I have been thinking about writing as therapy ever since I was asked to speak on it last week. I barely scratched the surface on how beneficial the written word is to us as a tool for healing and figuring things out.
I often say I think with my fingers. I often don’t know exactly what I feel until my fingers touch a keyboard, or, in desperate times, a pen and any surface I can write on.
That’s true for many of us. Touching the keyboard is similar to putting hands on a planchette—like on the Ouija board, messages from beyond spread across the page. The spirits we communicate with is our own, often struck dumb by the world around us. Grateful for a voice, once it speaks, it speaks volumes.
One of the reasons I think we can so freely express ourselves through writing is because it enables us to lose control while retaining privacy. Not all writing is destined to be published on Amazon. Some of our words are just for us—we just want to voice the dark events we live through. The words are proof we exist, a mark of our survival. The writing proves we are still here—sometimes we are still here because of the writing.
One of my early short stories started out as a suicide note. Some terrible things had just happened to me and I found my mundane, comfortable world was blown apart. Not only had the recent catastrophic events damaged me, but they opened deep wounds from childhood that I thought I had buried. I decided it was time to go.
My fingers touched the keyboard to tap out my final message. My plan was to tie a cinder block around my ankle and kick it over a nearby bridge with me following. As I tapped out my intentions, ways that I could possibly mess this up started spilling across the page. Probably the rope will be a little too long, I thought, and I will be stuck bobbing helplessly on the surface until someone rescues me.
The thought struck me as funny, and I wound up writing out the scenario of how I would botch my own death.

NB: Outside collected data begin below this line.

use eventpay_common::AmountError;
use thiserror::Error;

/// Everything that can end or refuse a payment attempt on the paying side.
///
/// `Busy` and `AlreadyCompleted` refuse a submit without starting an attempt.
/// All other variants end the current attempt and allow a retry.
#[derive(Error, Debug, Clone, PartialEq, Eq)]
pub enum PaymentFlowError {
    /// Input was refused before anything was sent
    #[error("Invalid payment input: {0}")]
    LocalValidation(String),

    /// The backend could not be reached or did not answer in time
    #[error("Payment backend unreachable: {0}")]
    Connectivity(String),

    /// The backend answered with a non-success status
    #[error("Payment backend rejected the request (status {status}): {message}")]
    ServerRejection { status: u16, message: String },

    /// The backend answered successfully but reported an error instead of a secret
    #[error("Payment could not be started: {0}")]
    IssuanceDeclined(String),

    /// The backend answer could not be interpreted
    #[error("Unexpected answer from the payment backend: {0}")]
    MalformedResponse(String),

    /// The processor did not confirm the payment
    #[error("Payment was not confirmed: {0}")]
    ConfirmationFailure(String),

    /// The confirmation was sent but its result never came back, or the
    /// processor is still working on it. The payer may have been charged.
    #[error("Outcome of payment {payment_intent_id} is unknown: {message}")]
    ConfirmationUnknown {
        payment_intent_id: String,
        message: String,
    },

    /// Money was taken but the expense is missing from the ledger
    #[error("Payment {payment_intent_id} succeeded but the expense was not recorded: {message}")]
    RecordingFailure {
        payment_intent_id: String,
        status: Option<u16>,
        message: String,
    },

    #[error("Payment attempt was cancelled")]
    Cancelled,

    #[error("A payment attempt is already in progress")]
    Busy,

    #[error("This payment has already been completed")]
    AlreadyCompleted,
}

impl PaymentFlowError {
    /// Short text suitable for a status line.
    pub fn user_message(&self) -> String {
        match self {
            PaymentFlowError::LocalValidation(msg) => format!("Please check your input: {}", msg),
            PaymentFlowError::Connectivity(_) => {
                "Connection problem. Check your network and try again.".to_string()
            }
            PaymentFlowError::ServerRejection { message, .. } => {
                format!("The server refused the payment: {}", message)
            }
            PaymentFlowError::IssuanceDeclined(msg) => {
                format!("The payment could not be started: {}", msg)
            }
            PaymentFlowError::MalformedResponse(_) => {
                "The server sent an unexpected answer. Please try again later.".to_string()
            }
            PaymentFlowError::ConfirmationFailure(_) => {
                "Your card payment was not confirmed. You have not been charged.".to_string()
            }
            PaymentFlowError::ConfirmationUnknown {
                payment_intent_id, ..
            } => format!(
                "We could not find out whether your card was charged. \
                 Please do not pay again before the organiser has checked reference {}.",
                payment_intent_id
            ),
            PaymentFlowError::RecordingFailure {
                payment_intent_id, ..
            } => format!(
                "Your payment went through but the expense could not be saved. \
                 Please contact the organiser with reference {}.",
                payment_intent_id
            ),
            PaymentFlowError::Cancelled => "Payment cancelled.".to_string(),
            PaymentFlowError::Busy => "A payment is already being processed.".to_string(),
            PaymentFlowError::AlreadyCompleted => "This payment is already complete.".to_string(),
        }
    }

    /// True when a charge may exist without a matching ledger entry.
    pub fn requires_reconciliation(&self) -> bool {
        matches!(
            self,
            PaymentFlowError::RecordingFailure { .. } | PaymentFlowError::ConfirmationUnknown { .. }
        )
    }

    /// Intent reference to quote when reconciling by hand.
    pub fn payment_intent_id(&self) -> Option<&str> {
        match self {
            PaymentFlowError::RecordingFailure {
                payment_intent_id, ..
            }
            | PaymentFlowError::ConfirmationUnknown {
                payment_intent_id, ..
            } => Some(payment_intent_id),
            _ => None,
        }
    }

    /// True for refusals that did not start an attempt.
    pub fn is_rejection(&self) -> bool {
        matches!(
            self,
            PaymentFlowError::Busy | PaymentFlowError::AlreadyCompleted
        )
    }
}

impl From<AmountError> for PaymentFlowError {
    fn from(err: AmountError) -> Self {
        PaymentFlowError::LocalValidation(err.to_string())
    }
}
//! Shared value types for the pocketnotes application.
//!
//! Holds the crate-wide `Result` alias and the small enums that configuration,
//! the store and the screens all agree on.
use chrono::{DateTime, Local};
use clap::ValueEnum;
use serde::{Deserialize, Serialize};

use crate::{first_line, NoteError};

/// A specialized Result type for pocketnotes operations.
pub type Result<T> = std::result::Result<T, NoteError>;

/// How the editor text maps onto a note's title and content.
#[derive(Debug, Clone, Copy, PartialEq, Eq, Default, Serialize, Deserialize, ValueEnum)]
#[serde(rename_all = "kebab-case")]
pub enum TitlePolicy {
    /// The whole text is the content; the title is its first line.
    #[default]
    SingleField,
    /// The first line is the title; everything after the first line break is
    /// the content.
    TitleBody,
}

impl TitlePolicy {
    /// Splits editor text into `(title, content)`.
    pub fn compose(&self, text: &str) -> (String, String) {
        match self {
            TitlePolicy::SingleField => (first_line(text).to_string(), text.to_string()),
            TitlePolicy::TitleBody => match text.split_once('\n') {
                Some((title, rest)) => (title.trim_end_matches('\r').to_string(), rest.to_string()),
                None => (text.to_string(), String::new()),
            },
        }
    }

    /// Rebuilds the editor text for a stored title and content.
    pub fn editor_text(&self, title: &str, content: &str) -> String {
        match self {
            TitlePolicy::SingleField => content.to_string(),
            TitlePolicy::TitleBody if content.is_empty() => title.to_string(),
            TitlePolicy::TitleBody => format!("{}\n{}", title, content),
        }
    }
}

/// How a note's date snapshot is rendered.
#[derive(Debug, Clone, Copy, PartialEq, Eq, Default, Serialize, Deserialize, ValueEnum)]
#[serde(rename_all = "kebab-case")]
pub enum DateStyle {
    /// Absolute calendar date, e.g. `Oct 16, 2026`.
    #[default]
    Calendar,
    /// Day of the week, e.g. `Friday`.
    Weekday,
}

impl DateStyle {
    pub fn format(&self, at: &DateTime<Local>) -> String {
        match self {
            DateStyle::Calendar => at.format("%b %-d, %Y").to_string(),
            DateStyle::Weekday => at.format("%A").to_string(),
        }
    }
}

/// Which note the editor should open.
#[derive(Debug, Clone, PartialEq, Eq, Hash)]
pub enum EditorTarget {
    /// Start a brand new note; the editor creates its own placeholder.
    Create,
    /// Open the note with this id.
    Existing(String),
}

#[cfg(test)]
mod tests {
    use chrono::TimeZone;

    use super::*;

    #[test]
    fn single_field_keeps_text_verbatim() {
        let (title, content) = TitlePolicy::SingleField.compose("Buy milk\nand eggs");
        assert_eq!(title, "Buy milk");
        assert_eq!(content, "Buy milk\nand eggs");
        assert_eq!(
            TitlePolicy::SingleField.editor_text(&title, &content),
            "Buy milk\nand eggs"
        );
    }

    #[test]
    fn title_body_splits_at_first_break() {
        let (title, content) = TitlePolicy::TitleBody.compose("L1\nL2\nL3");
        assert_eq!(title, "L1");
        assert_eq!(content, "L2\nL3");
        assert_eq!(TitlePolicy::TitleBody.editor_text(&title, &content), "L1\nL2\nL3");
    }

    #[test]
    fn title_body_without_break_adds_no_newline() {
        let (title, content) = TitlePolicy::TitleBody.compose("L1");
        assert_eq!(title, "L1");
        assert_eq!(content, "");
        assert_eq!(TitlePolicy::TitleBody.editor_text(&title, &content), "L1");
    }

    #[test]
    fn title_body_drops_carriage_return() {
        let (title, content) = TitlePolicy::TitleBody.compose("L1\r\nL2");
        assert_eq!(title, "L1");
        assert_eq!(content, "L2");
    }

    #[test]
    fn date_styles() {
        let at = Local.with_ymd_and_hms(2026, 10, 16, 9, 30, 0).unwrap();
        assert_eq!(DateStyle::Calendar.format(&at), "Oct 16, 2026");
        assert_eq!(DateStyle::Weekday.format(&at), "Friday");
    }
}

The act of written role play diffused my negative spin and I started writing my way out of the pit I had descended in. That suicide note became the short story When I Committed Suicide that appears in Mr. BoneJangles, a collection of my short stories published by Line by Lion.
I could write openly about what I felt because it was private. I couldn’t tell anyone I knew what I was going through, but paper keeps secrets. I knew what I wrote was just for me, and it was the beginning of me learning to be honest with myself. It bought me time. The words I wrote kept me tethered to this world long enough for me to learn to deal with it again.
I’ve used writing to get me through many rough spots in life. It can definitely be very therapeutic!